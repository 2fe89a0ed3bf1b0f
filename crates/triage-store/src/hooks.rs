//! Access-control filter hooks
//!
//! The store never decides on its own who may see or change a ticket. Every
//! read path asks the injected [`FilterHooks`] for a read filter, every write
//! path for a write filter, and inserts are rewritten with the ingestion
//! documents before they are stored.

use serde_json::Value;
use triage_query::{Clause, FilterClause, Operand, Vars, DEFAULT_PREFIX};

use crate::context::RequestContext;
use crate::error::StoreError;

/// Access-control strategy injected into the store
///
/// Each hook is called once per operation; an error aborts the operation
/// and is returned to the caller unchanged.
pub trait FilterHooks: Send + Sync {
    /// Documents recursively merged into every inserted ticket
    ///
    /// # Errors
    /// Any error aborts the insert
    fn ingestion_filter(&self, ctx: &RequestContext) -> Result<Vec<Value>, StoreError>;

    /// Filter a ticket must pass to be read
    ///
    /// # Errors
    /// Any error aborts the read
    fn ticket_read_filter(&self, ctx: &RequestContext) -> Result<FilterClause, StoreError>;

    /// Filter a ticket must pass to be written
    ///
    /// # Errors
    /// Any error aborts the write
    fn ticket_write_filter(&self, ctx: &RequestContext) -> Result<FilterClause, StoreError>;
}

/// Hooks that allow everything and rewrite nothing
#[derive(Debug, Clone, Copy, Default)]
pub struct AllowAll;

impl FilterHooks for AllowAll {
    fn ingestion_filter(&self, _ctx: &RequestContext) -> Result<Vec<Value>, StoreError> {
        Ok(Vec::new())
    }

    fn ticket_read_filter(&self, _ctx: &RequestContext) -> Result<FilterClause, StoreError> {
        Ok(FilterClause::all())
    }

    fn ticket_write_filter(&self, _ctx: &RequestContext) -> Result<FilterClause, StoreError> {
        Ok(FilterClause::all())
    }
}

/// Hooks driven by the `read`/`write` access lists stored on each ticket
///
/// A ticket without an access list is open to everyone. Otherwise the
/// acting user must be listed in `users`, or share a group with `groups`.
#[derive(Debug, Clone, Default)]
pub struct AccessListHooks {
    ingestion: Vec<Value>,
    require_user: bool,
}

impl AccessListHooks {
    /// Hooks without ingestion rewrite
    #[inline]
    #[must_use]
    pub fn new() -> Self {
        Self::default()
    }

    /// Merge `document` into every inserted ticket
    #[must_use]
    pub fn with_ingestion(mut self, document: Value) -> Self {
        self.ingestion.push(document);
        self
    }

    /// Reject anonymous requests with `AccessDenied`
    #[inline]
    #[must_use]
    pub fn require_user(mut self) -> Self {
        self.require_user = true;
        self
    }

    fn access_filter(&self, list: &str, ctx: &RequestContext) -> Result<FilterClause, StoreError> {
        if self.require_user && ctx.user().is_none() {
            return Err(StoreError::AccessDenied("anonymous request".into()));
        }

        let acl = |field: &str| Operand::field(DEFAULT_PREFIX, &format!("{list}.{field}"));
        let mut vars = Vars::new();
        let mut grants = vec![Clause::not(Clause::Truthy(Operand::field(DEFAULT_PREFIX, list)))];

        if let Some(user) = ctx.user() {
            let name = format!("{list}_user");
            vars.insert(name.clone(), Value::String(user.to_string()));
            grants.push(Clause::is_in(Operand::param(name), acl("users")));
        }
        for (i, group) in ctx.groups().iter().enumerate() {
            let name = format!("{list}_group{i}");
            vars.insert(name.clone(), Value::String(group.clone()));
            grants.push(Clause::is_in(Operand::param(name), acl("groups")));
        }

        let filter = FilterClause::new(Clause::or(grants), vars);
        tracing::debug!(list, %filter, "access filter");
        Ok(filter)
    }
}

impl FilterHooks for AccessListHooks {
    fn ingestion_filter(&self, ctx: &RequestContext) -> Result<Vec<Value>, StoreError> {
        if self.require_user && ctx.user().is_none() {
            return Err(StoreError::AccessDenied("anonymous request".into()));
        }
        Ok(self.ingestion.clone())
    }

    fn ticket_read_filter(&self, ctx: &RequestContext) -> Result<FilterClause, StoreError> {
        self.access_filter("read", ctx)
    }

    fn ticket_write_filter(&self, ctx: &RequestContext) -> Result<FilterClause, StoreError> {
        self.access_filter("write", ctx)
    }
}

/// Recursively merge `patch` into `target`
///
/// Objects are merged key by key; any other value in `patch` replaces the
/// value in `target`.
pub fn merge_document(target: &mut Value, patch: &Value) {
    match (target, patch) {
        (Value::Object(target), Value::Object(patch)) => {
            for (key, value) in patch {
                match target.get_mut(key) {
                    Some(existing) => merge_document(existing, value),
                    None => {
                        target.insert(key.clone(), value.clone());
                    }
                }
            }
        }
        (target, patch) => *target = patch.clone(),
    }
}

#[cfg(test)]
mod tests {
    use super::*;
    use serde_json::json;

    fn ticket(read: Value) -> Value {
        json!({ "id": 1, "name": "x", "read": read })
    }

    #[test]
    fn allow_all_is_a_no_op() {
        let ctx = RequestContext::anonymous();
        assert!(AllowAll.ticket_read_filter(&ctx).unwrap().is_all());
        assert!(AllowAll.ingestion_filter(&ctx).unwrap().is_empty());
    }

    #[test]
    fn missing_access_list_is_open() {
        let filter = AccessListHooks::new()
            .ticket_read_filter(&RequestContext::for_user("eve"))
            .unwrap();
        assert!(filter.matches(&json!({ "id": 1, "name": "x" })).unwrap());
    }

    #[test]
    fn listed_user_or_group_may_read() {
        let hooks = AccessListHooks::new();
        let doc = ticket(json!({ "users": ["bob"], "groups": ["soc"] }));

        let bob = hooks.ticket_read_filter(&RequestContext::for_user("bob")).unwrap();
        let analyst = hooks
            .ticket_read_filter(&RequestContext::for_user("amy").with_groups(["soc"]))
            .unwrap();
        let eve = hooks.ticket_read_filter(&RequestContext::for_user("eve")).unwrap();
        let anonymous = hooks.ticket_read_filter(&RequestContext::anonymous()).unwrap();

        assert!(bob.matches(&doc).unwrap());
        assert!(analyst.matches(&doc).unwrap());
        assert!(!eve.matches(&doc).unwrap());
        assert!(!anonymous.matches(&doc).unwrap());
    }

    #[test]
    fn write_filter_uses_write_list() {
        let hooks = AccessListHooks::new();
        let doc = json!({ "id": 1, "read": { "users": ["bob"] }, "write": { "users": ["amy"] } });
        let bob = hooks.ticket_write_filter(&RequestContext::for_user("bob")).unwrap();
        assert!(!bob.matches(&doc).unwrap());
    }

    #[test]
    fn anonymous_rejected_when_user_required() {
        let hooks = AccessListHooks::new().require_user();
        assert!(matches!(
            hooks.ticket_read_filter(&RequestContext::anonymous()),
            Err(StoreError::AccessDenied(_))
        ));
    }

    #[test]
    fn merge_is_recursive() {
        let mut doc = json!({ "name": "x", "details": { "a": 1, "b": { "c": 2 } } });
        merge_document(&mut doc, &json!({ "details": { "b": { "d": 3 } }, "owner": "soc" }));
        assert_eq!(
            doc,
            json!({ "name": "x", "details": { "a": 1, "b": { "c": 2, "d": 3 } }, "owner": "soc" })
        );
    }
}
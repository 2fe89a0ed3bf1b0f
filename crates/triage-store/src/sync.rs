//! Change-bus driven index synchronization

use std::sync::Arc;

use tokio::task::JoinHandle;
use tokio_util::sync::CancellationToken;
use triage_bus::{ChangeBus, ChangeEvent, ChangeKind, RecvError};
use triage_index::TicketIndex;
use triage_model::{TicketId, TicketSummary, TICKET_COLLECTION};

use crate::backend::MemoryBackend;
use crate::store::decode;

/// Subscribe to `bus` and apply every change to `index` until `shutdown`
/// fires or the bus closes
///
/// The subscription is taken before this returns, so no event published
/// afterwards is missed. A lagging subscriber logs how many events it lost
/// and carries on; `rebuild_index` restores consistency.
pub(crate) fn spawn_index_sync(
    bus: &ChangeBus,
    backend: Arc<MemoryBackend>,
    index: Arc<dyn TicketIndex>,
    shutdown: CancellationToken,
) -> JoinHandle<()> {
    let mut rx = bus.subscribe();
    tokio::spawn(async move {
        loop {
            tokio::select! {
                () = shutdown.cancelled() => break,
                received = rx.recv() => match received {
                    Ok(event) => apply(&backend, index.as_ref(), event).await,
                    Err(RecvError::Lagged(missed)) => {
                        tracing::warn!(missed, "index sync lagged behind the change bus");
                    }
                    Err(RecvError::Closed) => break,
                },
            }
        }
        tracing::debug!("index sync stopped");
    })
}

async fn apply(backend: &MemoryBackend, index: &dyn TicketIndex, event: ChangeEvent) {
    let ids: Vec<TicketId> = event.ids.iter().filter_map(|id| parse_document_id(id)).collect();

    let result = match event.kind {
        ChangeKind::Deleted => index.delete(&ids).await,
        ChangeKind::Created | ChangeKind::Updated => {
            let mut summaries = Vec::with_capacity(ids.len());
            let mut gone = Vec::new();
            for id in ids {
                match backend.get(id).map(decode) {
                    Some(Ok(ticket)) => summaries.push(TicketSummary::from(&ticket)),
                    Some(Err(err)) => tracing::error!(ticket = %id, error = %err, "undecodable ticket"),
                    None => gone.push(id),
                }
            }
            match index.index(summaries).await {
                Ok(()) if gone.is_empty() => Ok(()),
                Ok(()) => index.delete(&gone).await,
                Err(err) => Err(err),
            }
        }
    };

    if let Err(err) = result {
        tracing::warn!(kind = ?event.kind, error = %err, "index sync failed");
    }
}

fn parse_document_id(id: &str) -> Option<TicketId> {
    let key = id.strip_prefix(TICKET_COLLECTION)?.strip_prefix('/')?;
    TicketId::from_key(key).ok()
}

#[cfg(test)]
mod tests {
    use super::*;

    #[test]
    fn document_ids() {
        assert_eq!(parse_document_id("tickets/42"), Some(TicketId(42)));
        assert_eq!(parse_document_id("jobs/42"), None);
        assert_eq!(parse_document_id("tickets/x"), None);
    }
}
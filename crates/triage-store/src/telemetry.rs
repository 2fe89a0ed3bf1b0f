//! Tracing setup for binaries and tests embedding the store

use tracing_subscriber::layer::SubscriberExt;
use tracing_subscriber::util::{SubscriberInitExt, TryInitError};
use tracing_subscriber::{fmt, EnvFilter, Layer};

fn filter(default: &str) -> EnvFilter {
    EnvFilter::try_from_default_env().unwrap_or_else(|_| EnvFilter::new(default))
}

/// Install a global fmt subscriber; `RUST_LOG` wins over `default_filter`
///
/// # Errors
/// When a global subscriber is already installed
pub fn init_tracing(default_filter: &str) -> Result<(), TryInitError> {
    tracing_subscriber::registry()
        .with(fmt::layer().with_filter(filter(default_filter)))
        .try_init()
}

/// Like [`init_tracing`], emitting one JSON object per line
///
/// # Errors
/// When a global subscriber is already installed
pub fn init_json_tracing(default_filter: &str) -> Result<(), TryInitError> {
    tracing_subscriber::registry()
        .with(fmt::layer().json().with_filter(filter(default_filter)))
        .try_init()
}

# Work request
After locating the line holding "into the store" above, output exactly that line and every line after it through the line holding "without ingestion rewrite". Include nothing else.

# Reply to the task
/// Access-control strategy injected into the store
///
/// Each hook is called once per operation; an error aborts the operation
/// and is returned to the caller unchanged.
pub trait FilterHooks: Send + Sync {
    /// Documents recursively merged into every inserted ticket
    ///
    /// # Errors
    /// Any error aborts the insert
    fn ingestion_filter(&self, ctx: &RequestContext) -> Result<Vec<Value>, StoreError>;

    /// Filter a ticket must pass to be read
    ///
    /// # Errors
    /// Any error aborts the read
    fn ticket_read_filter(&self, ctx: &RequestContext) -> Result<FilterClause, StoreError>;

    /// Filter a ticket must pass to be written
    ///
    /// # Errors
    /// Any error aborts the write
    fn ticket_write_filter(&self, ctx: &RequestContext) -> Result<FilterClause, StoreError>;
}

/// Hooks that allow everything and rewrite nothing
#[derive(Debug, Clone, Copy, Default)]
pub struct AllowAll;

impl FilterHooks for AllowAll {
    fn ingestion_filter(&self, _ctx: &RequestContext) -> Result<Vec<Value>, StoreError> {
        Ok(Vec::new())
    }

    fn ticket_read_filter(&self, _ctx: &RequestContext) -> Result<FilterClause, StoreError> {
        Ok(FilterClause::all())
    }

    fn ticket_write_filter(&self, _ctx: &RequestContext) -> Result<FilterClause, StoreError> {
        Ok(FilterClause::all())
    }
}

/// Hooks driven by the `read`/`write` access lists stored on each ticket
///
/// A ticket without an access list is open to everyone. Otherwise the
/// acting user must be listed in `users`, or share a group with `groups`.
#[derive(Debug, Clone, Default)]
pub struct AccessListHooks {
    ingestion: Vec<Value>,
    require_user: bool,
}

impl AccessListHooks {
    /// Hooks without ingestion rewrite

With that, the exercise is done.